The authors have recently reported that gene-targeted iMyc^Eμ mice that carry a His₆-tagged mouse Myc cDNA, Myc^His, just 5′ of the immunoglobulin heavy-chain enhancer, Eμ, are prone to 'spontaneous' neoplasms of the B-lymphocyte lineage. The present study has used histological, immunohistochemical, and molecular genetic methods to investigate a subset of these neoplasms referred to as extraosseous plasmacytomas (PCTs). It is shown that 20.8% (20/96) of tumour-bearing iMyc^Eμ mice on a mixed genetic background of segregating C57BL/6 and 129/SvJ alleles develop PCT by 500 days. The Myc^His-induced PCTs produced monoclonal immunoglobulin and developed in the gut-associated lymphoid tissue (GALT), particularly the mesenteric node and Peyer's patches. The PCTs overexpressed Myc^His, at the expense of normal Myc, and exhibited gene expression changes on cDNA macroarrays that were consistent with Myc^His-driven neoplasia.

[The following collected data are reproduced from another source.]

#[cfg(test)]
mod tests {
    use tokio_test::assert_ok;

    use super::*;
    use crate::config::EngineConfig;
    use crate::engine::{
        EngineSinks, RunOutcome, SimulatedEngineFactory, SimulationProbe, SimulationScript,
    };

    async fn ready_engine(script: SimulationScript) -> (EngineHandle, SimulationProbe) {
        let factory = SimulatedEngineFactory::new(script);
        let probe = factory.probe();
        let handle =
            EngineHandle::create(&factory, &EngineConfig::default(), EngineSinks::discard());
        assert_ok!(handle.load().await);
        (handle, probe)
    }

    fn clip() -> InputFile {
        InputFile::new("clip.mov", Bytes::from_static(b"moov-data"))
    }

    #[test]
    fn test_transcode_args_are_fixed() {
        assert_eq!(
            transcode_args("input.mov"),
            vec![
                "-i",
                "input.mov",
                "-filter_complex",
                "[0:v] fps=10,scale=640:-1,split [a][b];[a] palettegen [p];[b][p] paletteuse=dither=floyd_steinberg",
                "output.gif",
            ]
        );
    }

    #[test]
    fn test_input_file_drops_directories() {
        assert_eq!(InputFile::new("/home/me/clip.mov", Bytes::new()).display_name(), "clip.mov");
        assert_eq!(InputFile::new("C:\\videos\\a.mp4", Bytes::new()).display_name(), "a.mp4");
        assert_eq!(InputFile::new("noext", Bytes::new()).display_name(), "noext");
    }

    #[tokio::test]
    async fn test_successful_conversion() {
        let (engine, probe) = ready_engine(SimulationScript::new()).await;
        let mut job = ConversionJob::new(Generation(1), clip());
        assert_eq!(job.staged_name(), "input.mov");

        let output = job.run(&engine).await.unwrap();
        assert!(output.starts_with(b"GIF89a"));
        assert_eq!(job.state(), &JobState::Succeeded);
        assert_eq!(probe.writes(), vec!["input.mov".to_string()]);
        assert_eq!(probe.runs(), vec![transcode_args("input.mov")]);
        assert_eq!(probe.reads(), vec![OUTPUT_NAME.to_string()]);
        assert_eq!(
            probe.removals(),
            vec![
                OUTPUT_NAME.to_string(),
                "input.mov".to_string(),
                OUTPUT_NAME.to_string(),
            ]
        );
    }

    #[tokio::test]
    async fn test_earlier_output_is_not_returned_again() {
        let script = SimulationScript::new()
            .with_run_outcomes(vec![RunOutcome::Succeed, RunOutcome::OmitOutput]);
        let (engine, _probe) = ready_engine(script).await;

        let mut first = ConversionJob::new(Generation(1), clip());
        assert_ok!(first.run(&engine).await);

        // Left over from outside the job lifecycle, e.g. an aborted run
        assert_ok!(
            engine
                .engine()
                .write_file(OUTPUT_NAME, Bytes::from_static(b"GIF89aSTALE"))
                .await
        );

        let mut second = ConversionJob::new(
            Generation(2),
            InputFile::new("two.mov", Bytes::from_static(b"TWO")),
        );
        let error = second.run(&engine).await.unwrap_err();
        assert_eq!(error.kind(), FailureKind::Retrieval);
        assert!(matches!(
            error.engine_error(),
            EngineError::FileNotFound { .. }
        ));
    }

    #[tokio::test]
    async fn test_staging_failure_is_classified() {
        let (engine, probe) =
            ready_engine(SimulationScript::new().with_stage_failure("quota exceeded")).await;
        let mut job = ConversionJob::new(Generation(1), clip());

        let error = job.run(&engine).await.unwrap_err();
        assert_eq!(error.kind(), FailureKind::Staging);
        assert_eq!(job.state(), &JobState::Failed(FailureKind::Staging));
        assert!(probe.runs().is_empty());
    }

    #[tokio::test]
    async fn test_empty_staged_name_fails_staging() {
        let (engine, _probe) = ready_engine(SimulationScript::new()).await;
        let mut job = ConversionJob::new(Generation(1), InputFile::new("", Bytes::new()));

        let error = job.run(&engine).await.unwrap_err();
        assert_eq!(error.kind(), FailureKind::Staging);
        assert!(matches!(
            error.engine_error(),
            EngineError::InvalidName { .. }
        ));
    }

    #[tokio::test]
    async fn test_transcode_failure_carries_diagnostics() {
        let script = SimulationScript::new()
            .with_log_lines(vec![
                "[mov,mp4,m4a,3gp,3g2,mj2 @ 0x5581] moov atom not found".to_string(),
            ])
            .with_run_outcomes(vec![RunOutcome::Fail(
                "input.mov: Invalid data found when processing input".to_string(),
            )]);
        let (engine, probe) = ready_engine(script).await;
        let mut job = ConversionJob::new(Generation(1), clip());

        let error = job.run(&engine).await.unwrap_err();
        assert_eq!(error.kind(), FailureKind::Transcode);
        assert!(
            error
                .diagnostics()
                .iter()
                .any(|line| line.contains("Invalid data found"))
        );
        assert!(
            error
                .diagnostics()
                .iter()
                .any(|line| line.contains("moov atom not found"))
        );
        // Diagnostics only cover this job, not the engine load
        assert!(
            !error
                .diagnostics()
                .iter()
                .any(|line| line.contains("load ffmpeg-core"))
        );
        assert!(probe.reads().is_empty());
    }

    #[tokio::test]
    async fn test_missing_output_is_retrieval_failure() {
        let script = SimulationScript::new().with_run_outcomes(vec![RunOutcome::OmitOutput]);
        let (engine, _probe) = ready_engine(script).await;
        let mut job = ConversionJob::new(Generation(1), clip());

        let error = job.run(&engine).await.unwrap_err();
        assert_eq!(error.kind(), FailureKind::Retrieval);
        assert!(matches!(
            error.engine_error(),
            EngineError::FileNotFound { .. }
        ));
    }

    #[tokio::test]
    async fn test_unloaded_engine_fails_staging() {
        let factory = SimulatedEngineFactory::new(SimulationScript::new());
        let engine =
            EngineHandle::create(&factory, &EngineConfig::default(), EngineSinks::discard());
        let mut job = ConversionJob::new(Generation(1), clip());

        let error = job.run(&engine).await.unwrap_err();
        assert_eq!(error.kind(), FailureKind::Staging);
        assert!(matches!(error.engine_error(), EngineError::NotLoaded));
    }

    #[tokio::test]
    async fn test_job_runs_once() {
        let (engine, probe) = ready_engine(SimulationScript::new()).await;
        let mut job = ConversionJob::new(Generation(1), clip());

        assert_ok!(job.run(&engine).await);
        assert!(job.run(&engine).await.is_err());
        assert_eq!(probe.writes().len(), 1);
    }
}
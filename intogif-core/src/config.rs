//! Centralized configuration for intogif.
//!
//! All tunable parameters are defined here. The conversion itself (filter
//! graph, output name) is fixed and deliberately not configurable.

use std::path::PathBuf;
use std::time::Duration;

/// Central configuration for all intogif components.
///
/// Supports environment variable overrides for runtime customization.
#[derive(Debug, Clone, Default)]
pub struct IntogifConfig {
    pub engine: EngineConfig,
    pub simulation: SimulationConfig,
}

/// Construction-time settings of the transcoding engine.
#[derive(Debug, Clone)]
pub struct EngineConfig {
    /// Location of the engine core (ffmpeg binary)
    pub core_path: PathBuf,
    /// Mirror engine output into the application logs
    pub log: bool,
    /// Number of recent engine log lines retained for failure diagnostics
    pub log_tail_lines: usize,
}

impl Default for EngineConfig {
    fn default() -> Self {
        Self {
            core_path: PathBuf::from("ffmpeg"),
            log: true,
            log_tail_lines: 200,
        }
    }
}

/// Simulation mode configuration for testing and dry runs.
///
/// When enabled, the in-memory engine replaces the ffmpeg binary.
#[derive(Debug, Clone)]
pub struct SimulationConfig {
    /// Use the simulated engine instead of ffmpeg
    pub enabled: bool,
    /// Simulated engine load time
    pub load_delay: Duration,
    /// Simulated duration of one transcode
    pub run_delay: Duration,
}

impl Default for SimulationConfig {
    fn default() -> Self {
        Self {
            enabled: false,
            load_delay: Duration::from_millis(200),
            run_delay: Duration::from_millis(500),
        }
    }
}

impl SimulationConfig {
    /// Creates a configuration for deterministic testing.
    pub fn deterministic_testing() -> Self {
        Self {
            enabled: true,
            load_delay: Duration::ZERO, // No delays for fast tests
            run_delay: Duration::ZERO,
        }
    }
}

impl IntogifConfig {
    /// Creates configuration with environment variable overrides.
    pub fn from_env() -> Self {
        let mut config = Self::default();

        if let Ok(path) = std::env::var("INTOGIF_FFMPEG_PATH") {
            if !path.is_empty() {
                config.engine.core_path = PathBuf::from(path);
            }
        }

        if let Ok(log) = std::env::var("INTOGIF_ENGINE_LOG") {
            config.engine.log = log.parse().unwrap_or(config.engine.log);
        }

        if let Ok(lines) = std::env::var("INTOGIF_LOG_TAIL_LINES") {
            if let Ok(count) = lines.parse::<usize>() {
                config.engine.log_tail_lines = count;
            }
        }

        if let Ok(enabled) = std::env::var("INTOGIF_SIMULATION_MODE") {
            config.simulation.enabled = enabled.parse().unwrap_or(false);
        }

        if let Ok(delay) = std::env::var("INTOGIF_SIMULATION_DELAY_MS") {
            if let Ok(millis) = delay.parse::<u64>() {
                config.simulation.run_delay = Duration::from_millis(millis);
            }
        }

        config
    }

    /// Creates a configuration optimized for testing.
    pub fn for_testing() -> Self {
        Self {
            engine: EngineConfig {
                log: false,
                ..Default::default()
            },
            simulation: SimulationConfig::deterministic_testing(),
        }
    }
}

#[cfg(test)]
mod tests {
    use super::*;

    #[test]
    fn test_default_config_values() {
        let config = IntogifConfig::default();

        assert_eq!(config.engine.core_path, PathBuf::from("ffmpeg"));
        assert!(config.engine.log);
        assert_eq!(config.engine.log_tail_lines, 200);
        assert!(!config.simulation.enabled);
    }

    #[test]
    fn test_testing_preset() {
        let config = IntogifConfig::for_testing();
        assert!(config.simulation.enabled);
        assert!(!config.engine.log);
        assert_eq!(config.simulation.load_delay, Duration::ZERO);
        assert_eq!(config.simulation.run_delay, Duration::ZERO);
    }

    #[test]
    fn test_env_override() {
        unsafe {
            std::env::set_var("INTOGIF_FFMPEG_PATH", "/opt/ffmpeg/bin/ffmpeg");
            std::env::set_var("INTOGIF_ENGINE_LOG", "false");
            std::env::set_var("INTOGIF_LOG_TAIL_LINES", "50");
            std::env::set_var("INTOGIF_SIMULATION_MODE", "true");
            std::env::set_var("INTOGIF_SIMULATION_DELAY_MS", "5");
        }

        let config = IntogifConfig::from_env();

        assert_eq!(
            config.engine.core_path,
            PathBuf::from("/opt/ffmpeg/bin/ffmpeg")
        );
        assert!(!config.engine.log);
        assert_eq!(config.engine.log_tail_lines, 50);
        assert!(config.simulation.enabled);
        assert_eq!(config.simulation.run_delay, Duration::from_millis(5));

        // Cleanup
        unsafe {
            std::env::remove_var("INTOGIF_FFMPEG_PATH");
            std::env::remove_var("INTOGIF_ENGINE_LOG");
            std::env::remove_var("INTOGIF_LOG_TAIL_LINES");
            std::env::remove_var("INTOGIF_SIMULATION_MODE");
            std::env::remove_var("INTOGIF_SIMULATION_DELAY_MS");
        }
    }
}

Surprisingly, in one of three PCT-derived cell lines, Myc^His was 'replaced' by a naturally occurring T(12;15) translocation, which changed the mode of Myc deregulation from gene insertion (Myc^His transgene) to chromosomal translocation (juxtaposition of normal Myc to the immunoglobulin heavy-chain locus Igh). These findings provide evidence that recreation of the mouse PCT-associated T(12;15)(Igh^Eμ-Myc) translocation by gene insertion in mice results in the predictable development of PCTs in approximately one-fifth of the tumour-bearing mice. Myc^His-driven PCTs recapitulate aspects of human plasma cell neoplasms, for which relatively few models exist in mice. For example, PCT development in the iMyc^Eμ mice may provide a good system to study the mechanism by which human MYC facilitates the progression of plasma cell myeloma (multiple myeloma) in humans.